В вагоне у пассажиров отобрали паспорта и велели ждать в здании станции. В зале — тесно, грязновато, шумно, накурено.
Александра и Зоя сели за столик, заказали чай.
Из комнаты комендатуры то и дело выскакивали офицеры-пограничники и бросали на них любопытствующие взгляды.
Появился тот самый юный офицер, что четыре месяца назад впустил Александру в новую Россию. Теперь он уже был без красного банта. Хмуро взглянув на Александру, он отвернулся, не поклонившись.

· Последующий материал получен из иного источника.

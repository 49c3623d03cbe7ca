//! The flock engine: owns every agent and advances them one tick at a time.

use boids_config::{ConfigLoader, NeighborIndexConfig, SimulationConfig, UpdateOrdering};
use boids_core::{clamp_magnitude, Agent, MotionLimits, Role, Vec2, WorldBounds};
use log::{debug, info, trace, warn};
use rand::rngs::StdRng;
use rand::{Rng, SeedableRng};
use rayon::prelude::*;
use serde::Serialize;

use crate::integrator::advance;
use crate::neighbors::NeighborQuery;
use crate::spatial::SpatialGrid;
use crate::steering::{Steering, SteeringRules};
use crate::SimulationError;

/// Read-only snapshot of one agent for renderers and other observers.
#[derive(Debug, Clone, Copy, PartialEq, Serialize)]
pub struct AgentView {
    pub role: Role,
    pub group: Option<u32>,
    pub position: Vec2,
    pub velocity: Vec2,
    /// Radians from the +x axis, derived from velocity
    pub heading: f32,
}

impl From<&Agent> for AgentView {
    fn from(agent: &Agent) -> Self {
        AgentView {
            role: agent.role(),
            group: agent.group(),
            position: agent.position,
            velocity: agent.velocity,
            heading: agent.heading(),
        }
    }
}

/// Aggregate outcome of a single tick.
#[derive(Debug, Clone, Copy, PartialEq, Default, Serialize)]
pub struct TickSummary {
    /// Number of ticks completed, including this one
    pub tick: u64,
    pub fleeing: usize,
    pub pursuing: usize,
    pub mean_prey_speed: f32,
}

/// A fixed population of prey and predators in a toroidal world.
///
/// Prey and predators live in separate lists; list order is the scan order
/// used for tie-breaks and for the sequential update discipline.
pub struct Flock {
    bounds: WorldBounds,
    rules: SteeringRules,
    ordering: UpdateOrdering,
    parallel_compute: bool,
    prey_limits: MotionLimits,
    predator_limits: MotionLimits,
    prey: Vec<Agent>,
    predators: Vec<Agent>,
    grid: Option<SpatialGrid>,
    tick: u64,
}

impl Flock {
    /// Builds a flock and spawns the configured population at random.
    ///
    /// Uses `config.seed` when given, otherwise a fresh seed that is logged so
    /// the run can be reproduced.
    pub fn new(config: &SimulationConfig) -> Result<Self, SimulationError> {
        let seed = config.seed.unwrap_or_else(rand::random);
        info!("Seeding flock with {}", seed);
        let mut rng = StdRng::seed_from_u64(seed);
        Self::with_rng(config, &mut rng)
    }

    /// Like [`Flock::new`] but draws from the caller's RNG.
    pub fn with_rng<R: Rng + ?Sized>(config: &SimulationConfig, rng: &mut R) -> Result<Self, SimulationError> {
        ConfigLoader::validate_simulation(config)?;
        let mut flock = Self::empty(config)?;

        for (team, &count) in config.population.teams.iter().enumerate() {
            let group = config.modes.team_mode.then_some(team as u32 + 1);
            for _ in 0..count {
                let position = flock.bounds.sample_position(rng);
                flock.prey.push(Agent::with_random_heading(
                    Role::Prey,
                    group,
                    position,
                    config.prey.min_initial_speed,
                    flock.prey_limits,
                    rng,
                ));
            }
        }

        if config.modes.predator_mode {
            for _ in 0..config.population.predators {
                let position = flock.bounds.sample_position(rng);
                flock.predators.push(Agent::with_random_heading(
                    Role::Predator,
                    None,
                    position,
                    config.predator.min_initial_speed,
                    flock.predator_limits,
                    rng,
                ));
            }
        }

        flock.rebuild_grid();
        info!(
            "Spawned {} prey in {} team(s) and {} predator(s)",
            flock.prey.len(),
            config.population.teams.len(),
            flock.predators.len()
        );

        Ok(flock)
    }

    /// Builds a flock with no agents, for scripted scenarios.
    pub fn empty(config: &SimulationConfig) -> Result<Self, SimulationError> {
        ConfigLoader::validate_parameters(config)?;

        if config.parallel_compute && config.modes.ordering == UpdateOrdering::Sequential {
            warn!("parallel_compute has no effect with sequential ordering");
        }

        let bounds = WorldBounds::new(config.world.width, config.world.height);
        let grid = match config.neighbor_index {
            NeighborIndexConfig::BruteForce => None,
            NeighborIndexConfig::Grid { cell_size } => Some(SpatialGrid::new(cell_size, bounds)),
        };

        Ok(Flock {
            bounds,
            rules: SteeringRules::from_config(config),
            ordering: config.modes.ordering,
            parallel_compute: config.parallel_compute,
            prey_limits: MotionLimits::new(config.prey.max_speed, config.prey.max_force),
            predator_limits: MotionLimits::new(config.predator.max_speed, config.predator.max_force),
            prey: Vec::new(),
            predators: Vec::new(),
            grid,
            tick: 0,
        })
    }

    /// Adds a prey at an explicit position. The position is wrapped into the
    /// world and the velocity capped at the prey speed limit.
    pub fn spawn_prey(&mut self, position: Vec2, velocity: Vec2, group: Option<u32>) -> usize {
        let agent = Agent::new(
            Role::Prey,
            group,
            self.bounds.wrap(position),
            clamp_magnitude(velocity, self.prey_limits.max_speed),
            self.prey_limits,
        );
        self.prey.push(agent);
        self.rebuild_grid();
        self.prey.len() - 1
    }

    /// Adds a predator at an explicit position. Requires predator mode.
    pub fn spawn_predator(&mut self, position: Vec2, velocity: Vec2) -> Result<usize, SimulationError> {
        if !self.rules.predator_mode {
            return Err(SimulationError::PredatorModeDisabled);
        }
        let agent = Agent::new(
            Role::Predator,
            None,
            self.bounds.wrap(position),
            clamp_magnitude(velocity, self.predator_limits.max_speed),
            self.predator_limits,
        );
        self.predators.push(agent);
        Ok(self.predators.len() - 1)
    }

    /// Advances every agent by one fixed step.
    pub fn tick(&mut self) -> TickSummary {
        let (fleeing, pursuing) = match self.ordering {
            UpdateOrdering::Synchronous => self.tick_synchronous(),
            UpdateOrdering::Sequential => self.tick_sequential(),
        };
        self.tick += 1;

        let summary = TickSummary {
            tick: self.tick,
            fleeing,
            pursuing,
            mean_prey_speed: self.mean_prey_speed(),
        };
        trace!("{:?}", summary);
        summary
    }

    /// Every decision reads the same pre-tick snapshot; all agents move afterwards.
    fn tick_synchronous(&mut self) -> (usize, usize) {
        self.rebuild_grid();

        let prey_steering = {
            let query = self.prey_query();
            let rules = &self.rules;
            let predators = self.predators.as_slice();
            if self.parallel_compute {
                (0..self.prey.len())
                    .into_par_iter()
                    .map(|i| rules.prey(i, &query, predators))
                    .collect::<Vec<_>>()
            } else {
                (0..self.prey.len())
                    .map(|i| rules.prey(i, &query, predators))
                    .collect::<Vec<_>>()
            }
        };
        let predator_steering: Vec<Steering> = self
            .predators
            .iter()
            .map(|predator| self.rules.predator(predator, &self.prey))
            .collect();

        let bounds = self.bounds;
        for (agent, steering) in self.prey.iter_mut().zip(&prey_steering) {
            advance(agent, steering.force(), &bounds);
        }
        for (agent, steering) in self.predators.iter_mut().zip(&predator_steering) {
            advance(agent, steering.force(), &bounds);
        }

        (count_fleeing(&prey_steering), count_pursuing(&predator_steering))
    }

    /// Predators move first against the untouched prey, then each prey
    /// decides and moves in list order, seeing earlier prey already moved.
    fn tick_sequential(&mut self) -> (usize, usize) {
        self.rebuild_grid();
        let bounds = self.bounds;

        let mut pursuing = 0;
        for i in 0..self.predators.len() {
            let steering = self.rules.predator(&self.predators[i], &self.prey);
            if matches!(steering, Steering::Pursuing(_)) {
                pursuing += 1;
            }
            advance(&mut self.predators[i], steering.force(), &bounds);
        }

        let mut fleeing = 0;
        for i in 0..self.prey.len() {
            let steering = self.rules.prey(i, &self.prey_query(), &self.predators);
            if matches!(steering, Steering::Fleeing(_)) {
                fleeing += 1;
            }

            let from = self.prey[i].position;
            advance(&mut self.prey[i], steering.force(), &bounds);
            if let Some(grid) = self.grid.as_mut() {
                grid.relocate(i, from, self.prey[i].position);
            }
        }

        (fleeing, pursuing)
    }

    fn prey_query(&self) -> NeighborQuery<'_> {
        match &self.grid {
            Some(grid) => NeighborQuery::with_grid(&self.prey, grid),
            None => NeighborQuery::new(&self.prey),
        }
    }

    fn rebuild_grid(&mut self) {
        if let Some(grid) = self.grid.as_mut() {
            grid.rebuild(&self.prey);
        }
    }

    /// What prey `index` would do if a tick started now.
    pub fn prey_steering(&self, index: usize) -> Option<Steering> {
        (index < self.prey.len()).then(|| self.rules.prey(index, &NeighborQuery::new(&self.prey), &self.predators))
    }

    /// What predator `index` would do if a tick started now.
    pub fn predator_steering(&self, index: usize) -> Option<Steering> {
        self.predators
            .get(index)
            .map(|predator| self.rules.predator(predator, &self.prey))
    }

    fn mean_prey_speed(&self) -> f32 {
        if self.prey.is_empty() {
            return 0.0;
        }
        self.prey.iter().map(Agent::speed).sum::<f32>() / self.prey.len() as f32
    }

    /// Logs a one-line population summary plus a sample of positions.
    pub fn log_state(&self) {
        debug!(
            "tick {}: {} prey (mean speed {:.2}), {} predator(s)",
            self.tick,
            self.prey.len(),
            self.mean_prey_speed(),
            self.predators.len()
        );
        for (i, agent) in self.prey.iter().take(5).enumerate() {
            trace!("prey {} at ({:.1}, {:.1})", i, agent.position.x, agent.position.y);
        }
    }

    // --- Accessors ---

    pub fn prey(&self) -> &[Agent] {
        &self.prey
    }

    pub fn predators(&self) -> &[Agent] {
        &self.predators
    }

    /// Every agent, prey first then predators.
    pub fn agents(&self) -> impl Iterator<Item = &Agent> {
        self.prey.iter().chain(self.predators.iter())
    }

    pub fn views(&self) -> impl Iterator<Item = AgentView> + '_ {
        self.agents().map(AgentView::from)
    }

    pub fn len(&self) -> usize {
        self.prey.len() + self.predators.len()
    }

    pub fn is_empty(&self) -> bool {
        self.len() == 0
    }

    pub fn tick_count(&self) -> u64 {
        self.tick
    }

    pub fn bounds(&self) -> WorldBounds {
        self.bounds
    }
}

fn count_fleeing(steering: &[Steering]) -> usize {
    steering.iter().filter(|s| matches!(s, Steering::Fleeing(_))).count()
}

fn count_pursuing(steering: &[Steering]) -> usize {
    steering.iter().filter(|s| matches!(s, Steering::Pursuing(_))).count()
}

Прошёл час. Другой. Третий.
Пассажиры высказывали недовольство: почему с подачей поезда задерживают? Говорили об Июльском восстании, о расправе с большевиками, о разгроме «Правды», арестах. «И будут этих немецких шпионов судить, как предателей родины, полевым и скорым судом».
Наконец объявили посадку.
Неужели так и дадут уехать?
В вагоне двери купе загородил офицер.
— Гражданка Коллонтай? Пожалуйте в комендатуру. — И, обращаясь к Зое, добавил: — Нет, нет, вас пока не зовут.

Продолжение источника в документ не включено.